Um aspecto da vida cotidiana que não carece de provas é uma atitude disseminada em prol do autoritarismo, de cima para baixo. Soares, que propôs uma emenda constitucional para desmilitarizar a polícia brasileira, disse que essa atitude é um dos grandes obstáculos que a pacificação encontra no Rio. A Polícia, ele explicou, precisa ajudar a gerir a segurança pública. Ele disse ainda que “O orgulho profissional é o maior obstáculo à corrupção policial”.
Vozes firmes e fortes
Como dialogar? Vale a pena tentar? O Rio está fazendo firula, indo para lugar nenhum? São perguntas importantes para todos nós, mas, principalmente, para aqueles que estão no início da vida adulta. Cariocas desiludidos das classes média e alta podem levar suas habilidades e sonhos para outro lugar. Não é o caso dos jovens do sistema de cotas das universidades públicas, nem dos bolsistas do ProUni nas universidades particulares. São estudantes cujos pais jamais sonharam cursar ensino superior.
Os problemas mais sérios do Brasil advêm da desigualdade social e da aplicação diferenciada de valores democráticos. Ao longo dos séculos, instituições fracas com acesso irregular levaram à criação de um sistema autoritário paralelo de favores e pagamentos escondidos, de justiça e vingança, de leis e fluxos de informação.
“Errar os erros antigos é melancólico,” Soares assinalou. No entanto, logo em seguida, ele destacou que há vinte ou trinta anos, “esse auditório seria impensável”.

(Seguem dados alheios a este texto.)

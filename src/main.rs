//! `papercheck` binary: compare two documents and write their similarity score.

use clap::Parser;
use tracing_subscriber::EnvFilter;

mod cli;

fn main() -> anyhow::Result<()> {
    let cli = cli::Cli::parse();

    let filter = if cli.verbose {
        EnvFilter::new("papercheck=debug,info")
    } else {
        EnvFilter::new("papercheck=warn")
    };

    tracing_subscriber::fmt()
        .with_env_filter(filter)
        .with_writer(std::io::stderr)
        .with_target(false)
        .without_time()
        .init();

    cli::run(&cli)
}
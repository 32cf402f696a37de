//! Batch runner: fans player names out over resolve → fetch → append
//!
//! Sequential runs keep input order and pause a random 1-2 s between
//! players. Concurrent runs use a bounded worker pool. Either way one
//! player's failure is logged, recorded in the summary and skipped.

use std::sync::Arc;
use std::time::Duration;

use rand::Rng;
use serde::{Deserialize, Serialize};
use tokio::sync::Semaphore;
use tokio::time::sleep;
use tracing::{error, info, instrument, warn};

use crate::error::{Result, VlrError};
use crate::scraper::VlrScraper;
use crate::sink::CsvSink;
use crate::types::{PlayerOutcome, Stage};

/// Worker pool size for concurrent runs
pub const DEFAULT_CONCURRENCY: usize = 5;

/// How the batch walks the name list
#[derive(Debug, Clone, Copy, PartialEq, Eq, Serialize, Deserialize)]
#[serde(rename_all = "snake_case")]
pub enum Mode {
    /// One player at a time, paced
    Sequential,
    /// Bounded worker pool, no pacing
    Concurrent,
}

/// Configuration for the batch runner
#[derive(Debug, Clone)]
pub struct BatchConfig {
    /// In-flight player pipelines in concurrent mode (default: 5)
    pub concurrency: usize,
    /// Shortest pause between players in sequential mode (default: 1 s)
    pub pacing_min: Duration,
    /// Longest pause between players in sequential mode (default: 2 s)
    pub pacing_max: Duration,
}

impl Default for BatchConfig {
    fn default() -> Self {
        Self {
            concurrency: DEFAULT_CONCURRENCY,
            pacing_min: Duration::from_secs(1),
            pacing_max: Duration::from_secs(2),
        }
    }
}

/// Randomized pause between sequential requests
///
/// Each pause is drawn uniformly from `[min, max]` at millisecond
/// resolution.
#[derive(Debug, Clone)]
pub struct Pacer {
    min: Duration,
    max: Duration,
}

impl Pacer {
    pub fn new(min: Duration, max: Duration) -> Self {
        if min <= max {
            Self { min, max }
        } else {
            Self { min: max, max: min }
        }
    }

    /// Draw the next delay
    pub fn next_delay(&self) -> Duration {
        if self.min == self.max {
            return self.min;
        }
        let low = self.min.as_millis() as u64;
        let high = self.max.as_millis() as u64;
        Duration::from_millis(rand::thread_rng().gen_range(low..=high))
    }

    /// Sleep for a freshly drawn delay
    pub async fn pause(&self) {
        let delay = self.next_delay();
        if !delay.is_zero() {
            sleep(delay).await;
        }
    }
}

/// Outcome for one requested name
#[derive(Debug, Clone, PartialEq, Eq, Serialize, Deserialize)]
pub struct PlayerReport {
    /// Name as requested (trimmed)
    pub name: String,
    #[serde(flatten)]
    pub outcome: PlayerOutcome,
}

/// Everything a batch run did, in input order
#[derive(Debug, Clone, PartialEq, Eq, Serialize, Deserialize)]
pub struct BatchSummary {
    pub found: usize,
    pub not_found: usize,
    pub failed: usize,
    pub rows_written: usize,
    pub players: Vec<PlayerReport>,
}

impl BatchSummary {
    pub fn from_reports(players: Vec<PlayerReport>) -> Self {
        let found = players.iter().filter(|p| p.outcome.is_found()).count();
        let not_found = players.iter().filter(|p| p.outcome.is_not_found()).count();
        let rows_written = players.iter().map(|p| p.outcome.rows()).sum();
        Self {
            found,
            not_found,
            failed: players.len() - found - not_found,
            rows_written,
            players,
        }
    }

    /// Number of names attempted
    pub fn total(&self) -> usize {
        self.players.len()
    }
}

/// Splits a comma-separated list of player names
///
/// Entries are trimmed; empty entries are dropped.
///
/// # Example
/// ```
/// use vlrstats_core::parse_names;
/// assert_eq!(parse_names(" TenZ, aspas ,,"), vec!["TenZ", "aspas"]);
/// ```
pub fn parse_names(input: &str) -> Vec<String> {
    input
        .split(',')
        .map(str::trim)
        .filter(|name| !name.is_empty())
        .map(str::to_string)
        .collect()
}

/// Drives the per-player pipeline over a list of names
pub struct BatchRunner {
    scraper: VlrScraper,
    sink: Arc<CsvSink>,
    config: BatchConfig,
}

impl BatchRunner {
    pub fn new(scraper: VlrScraper, sink: CsvSink, config: BatchConfig) -> Self {
        Self {
            scraper,
            sink: Arc::new(sink),
            config,
        }
    }

    /// Attempt every name and return the per-player outcomes
    ///
    /// Never fails as a whole: each player's errors are logged and
    /// recorded as a non-`Found` outcome.
    #[instrument(skip(self, names), fields(players = names.len()))]
    pub async fn run(&self, names: &[String], mode: Mode) -> BatchSummary {
        info!("collecting data for {} players", names.len());

        let players = match mode {
            Mode::Sequential => self.run_sequential(names).await,
            Mode::Concurrent => self.run_concurrent(names).await,
        };

        let summary = BatchSummary::from_reports(players);
        info!(
            found = summary.found,
            not_found = summary.not_found,
            failed = summary.failed,
            rows = summary.rows_written,
            "data collection completed"
        );
        summary
    }

    async fn run_sequential(&self, names: &[String]) -> Vec<PlayerReport> {
        let pacer = Pacer::new(self.config.pacing_min, self.config.pacing_max);
        let mut reports = Vec::with_capacity(names.len());

        for (index, name) in names.iter().enumerate() {
            info!(player = %name.trim(), "searching for player");
            let outcome = process_player(&self.scraper, &self.sink, name).await;
            reports.push(PlayerReport {
                name: name.trim().to_string(),
                outcome,
            });

            if index + 1 < names.len() {
                pacer.pause().await;
            }
        }

        reports
    }

    async fn run_concurrent(&self, names: &[String]) -> Vec<PlayerReport> {
        let semaphore = Arc::new(Semaphore::new(self.config.concurrency.max(1)));
        let mut handles = Vec::with_capacity(names.len());

        for name in names {
            let semaphore = Arc::clone(&semaphore);
            let scraper = self.scraper.clone();
            let sink = Arc::clone(&self.sink);
            let name = name.clone();

            handles.push(tokio::spawn(async move {
                // Permit is released when the task ends
                let Ok(_permit) = semaphore.acquire_owned().await else {
                    return PlayerOutcome::Failed {
                        message: "worker pool closed".to_string(),
                    };
                };
                process_player(&scraper, &sink, &name).await
            }));
        }

        let mut reports = Vec::with_capacity(names.len());
        for (name, handle) in names.iter().zip(handles) {
            let outcome = match handle.await {
                Ok(outcome) => outcome,
                Err(e) => {
                    warn!(player = %name.trim(), error = %e, "player task panicked");
                    PlayerOutcome::Failed {
                        message: format!("task failed: {}", e),
                    }
                }
            };
            reports.push(PlayerReport {
                name: name.trim().to_string(),
                outcome,
            });
        }

        reports
    }
}

/// Runs one player's pipeline and maps every result to an outcome
#[instrument(skip(scraper, sink, name), fields(player = %name.trim()))]
async fn process_player(
    scraper: &VlrScraper,
    sink: &Arc<CsvSink>,
    name: &str,
) -> PlayerOutcome {
    let outcome = match collect_player(scraper, sink, name).await {
        Ok(outcome) => outcome,
        Err(e) => outcome_for_error(&e),
    };

    match &outcome {
        PlayerOutcome::Found { display_name, rows } => {
            info!(display_name = %display_name, rows, "player stats saved")
        }
        PlayerOutcome::NotFound { stage } => warn!(?stage, "player skipped: not found"),
        PlayerOutcome::TransportError { message } => {
            error!(error = %message, "player skipped: request failed")
        }
        PlayerOutcome::MalformedRow { message } => {
            error!(error = %message, "player skipped: unexpected table layout")
        }
        PlayerOutcome::Failed { message } => error!(error = %message, "player skipped"),
    }

    outcome
}

async fn collect_player(
    scraper: &VlrScraper,
    sink: &Arc<CsvSink>,
    name: &str,
) -> Result<PlayerOutcome> {
    let Some(profile_url) = scraper.resolve_player(name).await? else {
        return Ok(PlayerOutcome::NotFound {
            stage: Stage::Search,
        });
    };

    let Some(result) = scraper.fetch_player(&profile_url).await? else {
        return Ok(PlayerOutcome::NotFound {
            stage: Stage::Profile,
        });
    };

    let display_name = result.name.clone();
    let rows = Arc::clone(sink).append_async(result).await?;

    Ok(PlayerOutcome::Found { display_name, rows })
}

fn outcome_for_error(error: &VlrError) -> PlayerOutcome {
    let message = error.to_string();
    match error {
        e if e.is_transport() => PlayerOutcome::TransportError { message },
        VlrError::MalformedRow { .. } => PlayerOutcome::MalformedRow { message },
        _ => PlayerOutcome::Failed { message },
    }
}

#[cfg(test)]
mod tests {
    use super::*;

    #[test]
    fn test_batch_config_default() {
        let config = BatchConfig::default();
        assert_eq!(config.concurrency, 5);
        assert_eq!(config.pacing_min, Duration::from_secs(1));
        assert_eq!(config.pacing_max, Duration::from_secs(2));
    }

    #[test]
    fn test_pacer_delay_within_bounds() {
        let pacer = Pacer::new(Duration::from_millis(1000), Duration::from_millis(2000));
        for _ in 0..100 {
            let delay = pacer.next_delay();
            assert!(delay >= Duration::from_millis(1000));
            assert!(delay <= Duration::from_millis(2000));
        }
    }

    #[test]
    fn test_pacer_swaps_reversed_bounds() {
        let pacer = Pacer::new(Duration::from_millis(30), Duration::from_millis(10));
        let delay = pacer.next_delay();
        assert!(delay >= Duration::from_millis(10) && delay <= Duration::from_millis(30));
    }

    #[test]
    fn test_pacer_fixed_delay() {
        let pacer = Pacer::new(Duration::ZERO, Duration::ZERO);
        assert_eq!(pacer.next_delay(), Duration::ZERO);
    }

    #[tokio::test]
    async fn test_pacer_pause_sleeps() {
        let pacer = Pacer::new(Duration::from_millis(50), Duration::from_millis(60));
        let start = std::time::Instant::now();
        pacer.pause().await;
        assert!(start.elapsed() >= Duration::from_millis(45));
    }

    #[test]
    fn test_parse_names() {
        assert_eq!(
            parse_names("TenZ, aspas,Demon1 ,  ,"),
            vec!["TenZ", "aspas", "Demon1"]
        );
        assert!(parse_names("").is_empty());
        assert_eq!(parse_names("Boaster"), vec!["Boaster"]);
    }

    #[test]
    fn test_outcome_for_error() {
        let transport = VlrError::Status {
            url: "x".to_string(),
            status: 503,
        };
        assert!(matches!(
            outcome_for_error(&transport),
            PlayerOutcome::TransportError { .. }
        ));

        let malformed = VlrError::MalformedRow { row: 0, found: 4 };
        assert!(matches!(
            outcome_for_error(&malformed),
            PlayerOutcome::MalformedRow { .. }
        ));

        let name = VlrError::InvalidName("empty".to_string());
        assert!(matches!(
            outcome_for_error(&name),
            PlayerOutcome::Failed { .. }
        ));
    }

    #[test]
    fn test_summary_counts() {
        let summary = BatchSummary::from_reports(vec![
            PlayerReport {
                name: "a".to_string(),
                outcome: PlayerOutcome::Found {
                    display_name: "A".to_string(),
                    rows: 4,
                },
            },
            PlayerReport {
                name: "b".to_string(),
                outcome: PlayerOutcome::NotFound {
                    stage: Stage::Search,
                },
            },
            PlayerReport {
                name: "c".to_string(),
                outcome: PlayerOutcome::TransportError {
                    message: "HTTP 500".to_string(),
                },
            },
        ]);

        assert_eq!(summary.total(), 3);
        assert_eq!(summary.found, 1);
        assert_eq!(summary.not_found, 1);
        assert_eq!(summary.failed, 1);
        assert_eq!(summary.rows_written, 4);
    }

    #[test]
    fn test_report_serializes_flat() {
        let report = PlayerReport {
            name: "TestPlayerX".to_string(),
            outcome: PlayerOutcome::NotFound {
                stage: Stage::Search,
            },
        };
        let json = serde_json::to_string(&report).expect("Serialization should succeed");
        assert_eq!(
            json,
            r#"{"name":"TestPlayerX","outcome":"not_found","stage":"search"}"#
        );
    }
}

Por um lado, ele disse, muitas pessoas culpam um “eles” genérico por tudo o que acontece de errado. “Isso fala de impotência, não há nenhum ‘nós’. Trata-se de um individualismo corrosivo, de vítimas. As pessoas dizem, ‘Que se danem, vou tratar de minha vida’.”

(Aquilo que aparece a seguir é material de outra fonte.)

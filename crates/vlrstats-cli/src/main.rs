//! CLI entry point for the vlr.gg stats scraper.

use std::io::{self, BufRead, IsTerminal, Write};

use anyhow::{Context, Result};
use clap::Parser;
use tracing::{debug, info};
use vlrstats_core::{BatchConfig, BatchRunner, ClientConfig, CsvSink, Mode, VlrScraper, parse_names};

mod cli;

use cli::Args;

#[tokio::main]
async fn main() -> Result<()> {
    // Parse CLI arguments first (before tracing, so --help works without logs)
    let args = Args::parse();

    // Priority: RUST_LOG env var > quiet flag > verbose flag > default (info)
    let default_level = if args.quiet {
        "error"
    } else {
        match args.verbose {
            0 => "info",
            1 => "debug",
            _ => "trace",
        }
    };

    let filter = tracing_subscriber::EnvFilter::try_from_default_env()
        .unwrap_or_else(|_| tracing_subscriber::EnvFilter::new(default_level));

    tracing_subscriber::fmt()
        .with_env_filter(filter)
        .with_writer(io::stderr)
        .init();

    debug!(?args, "CLI arguments parsed");

    let (names, concurrent) = if !args.names.is_empty() {
        (parse_names(&args.names.join(",")), args.concurrent)
    } else if io::stdin().is_terminal() {
        let names = parse_names(&prompt("Enter the player names (comma-separated): ")?);
        let concurrent = args.concurrent
            || prompt("Do you want to scrape concurrently? (y/n): ")?
                .trim()
                .eq_ignore_ascii_case("y");
        (names, concurrent)
    } else {
        // Piped input: one or more lines of comma-separated names
        let mut names = Vec::new();
        for line in io::stdin().lock().lines() {
            names.extend(parse_names(&line?));
        }
        (names, args.concurrent)
    };

    if names.is_empty() {
        info!("No player names given");
        return Ok(());
    }

    let scraper = VlrScraper::with_config(ClientConfig {
        base_url: args.base_url.clone(),
        timeout_secs: args.timeout,
        ..ClientConfig::default()
    })
    .context("failed to initialize HTTP client")?;

    let config = BatchConfig {
        concurrency: usize::from(args.concurrency),
        ..BatchConfig::default()
    };
    let runner = BatchRunner::new(scraper, CsvSink::new(&args.output), config);

    let mode = if concurrent {
        Mode::Concurrent
    } else {
        Mode::Sequential
    };
    let summary = runner.run(&names, mode).await;

    if args.json {
        println!("{}", serde_json::to_string_pretty(&summary)?);
    } else {
        info!(
            found = summary.found,
            not_found = summary.not_found,
            failed = summary.failed,
            rows = summary.rows_written,
            output = %args.output.display(),
            "Done"
        );
    }

    Ok(())
}

/// Print a question and read one line of the answer
fn prompt(question: &str) -> Result<String> {
    let mut stdout = io::stdout();
    write!(stdout, "{}", question)?;
    stdout.flush()?;

    let mut answer = String::new();
    io::stdin()
        .lock()
        .read_line(&mut answer)
        .context("failed to read from stdin")?;
    Ok(answer)
}
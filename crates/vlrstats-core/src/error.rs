//! Error types for the vlr.gg stats scraper
//!
//! Provides a single error enum with human-readable messages
//! and string serialization for reports.

use serde::{Serialize, Serializer};
use thiserror::Error;

/// Error type for all scraper operations
///
/// Implements Display for human-readable messages and Serialize
/// so batch summaries can carry errors as plain strings.
#[derive(Error, Debug)]
pub enum VlrError {
    /// HTTP request failed before a response was received
    #[error("HTTP request failed: {0}")]
    HttpError(#[from] reqwest::Error),

    /// Server answered with a non-success status
    #[error("HTTP {status} for {url}")]
    Status { url: String, status: u16 },

    /// Failed to parse HTML content
    #[error("Failed to parse HTML: {0}")]
    ParseError(String),

    /// Expected HTML element was not found
    #[error("Element not found: {0}")]
    ElementNotFound(String),

    /// Invalid URL format
    #[error("Invalid URL: {0}")]
    InvalidUrl(String),

    /// Player name is empty after trimming
    #[error("Invalid player name: {0}")]
    InvalidName(String),

    /// A stats row passed the two-cell guard but is missing a fixed column
    #[error("Malformed stats row {row}: expected 17 cells, found {found}")]
    MalformedRow { row: usize, found: usize },

    /// Output file could not be opened or written
    #[error("I/O error: {0}")]
    Io(#[from] std::io::Error),

    /// CSV encoding failed
    #[error("CSV error: {0}")]
    Csv(#[from] csv::Error),
}

impl VlrError {
    /// Whether the error came from the network layer
    pub fn is_transport(&self) -> bool {
        matches!(self, VlrError::HttpError(_) | VlrError::Status { .. })
    }
}

impl Serialize for VlrError {
    fn serialize<S>(&self, serializer: S) -> std::result::Result<S::Ok, S::Error>
    where
        S: Serializer,
    {
        serializer.serialize_str(&self.to_string())
    }
}

/// Result type alias for scraper operations
pub type Result<T> = std::result::Result<T, VlrError>;
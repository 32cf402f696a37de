//! CLI argument definitions using clap derive macros.

use std::path::PathBuf;

use clap::Parser;

use vlrstats_core::{BASE_URL, DEFAULT_CONCURRENCY, DEFAULT_OUTPUT};

/// Collect all-time per-agent stats for vlr.gg players into a CSV file.
///
/// Names can be passed as arguments (comma-separated or one per argument).
/// Without names the tool asks for them interactively.
#[derive(Parser, Debug)]
#[command(name = "vlrstats")]
#[command(author, version, about)]
pub struct Args {
    /// Player names, e.g. `TenZ,aspas` or `TenZ aspas`
    pub names: Vec<String>,

    /// Process players through a worker pool instead of one at a time
    #[arg(long)]
    pub concurrent: bool,

    /// Output CSV file (appended to; header written only when empty)
    #[arg(short, long, default_value = DEFAULT_OUTPUT)]
    pub output: PathBuf,

    /// Worker pool size for --concurrent (1-32)
    #[arg(short = 'c', long, default_value_t = DEFAULT_CONCURRENCY as u8, value_parser = clap::value_parser!(u8).range(1..=32))]
    pub concurrency: u8,

    /// Request timeout in seconds (1-300)
    #[arg(long, default_value_t = 30, value_parser = clap::value_parser!(u64).range(1..=300))]
    pub timeout: u64,

    /// Site origin to query
    #[arg(long, default_value = BASE_URL)]
    pub base_url: String,

    /// Print the per-player summary as JSON on stdout
    #[arg(long)]
    pub json: bool,

    /// Increase output verbosity (-v for debug, -vv for trace)
    #[arg(short, long, action = clap::ArgAction::Count)]
    pub verbose: u8,

    /// Suppress non-error output
    #[arg(short, long)]
    pub quiet: bool,
}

Por outro lado, as manifestações de rua do inverno passado não seguiram o padrão tradicional de encontros preparatórios para definir demandas e atividades, seguidos de uma marcha com manifestantes por trás de uma única faixa. “Cada um escreveu seu cartaz. Estamos tecendo aquele ‘nós’, é um momento de reinvenção coletiva.” Soares disse ainda que coletivos do Rio, como o Norte Comum são vitais para o processo.
Então, em um sentido, a resposta à pergunta dos jovens é simplesmente continuar a fazer arte, a se comunicar e a organizar eventos. Soares afirmou que até os cínicos têm seus momentos de fraqueza: ”Ninguém é uma rocha”. Ainda que, em meio à crescente violência urbana e a desentendimentos, o investimento pessoal envolvido seja questionável.
Resta aguardar para ver, com doses crescentes de paciência, se Soares está certo quando diz que o Brasil está “trocando de pele”.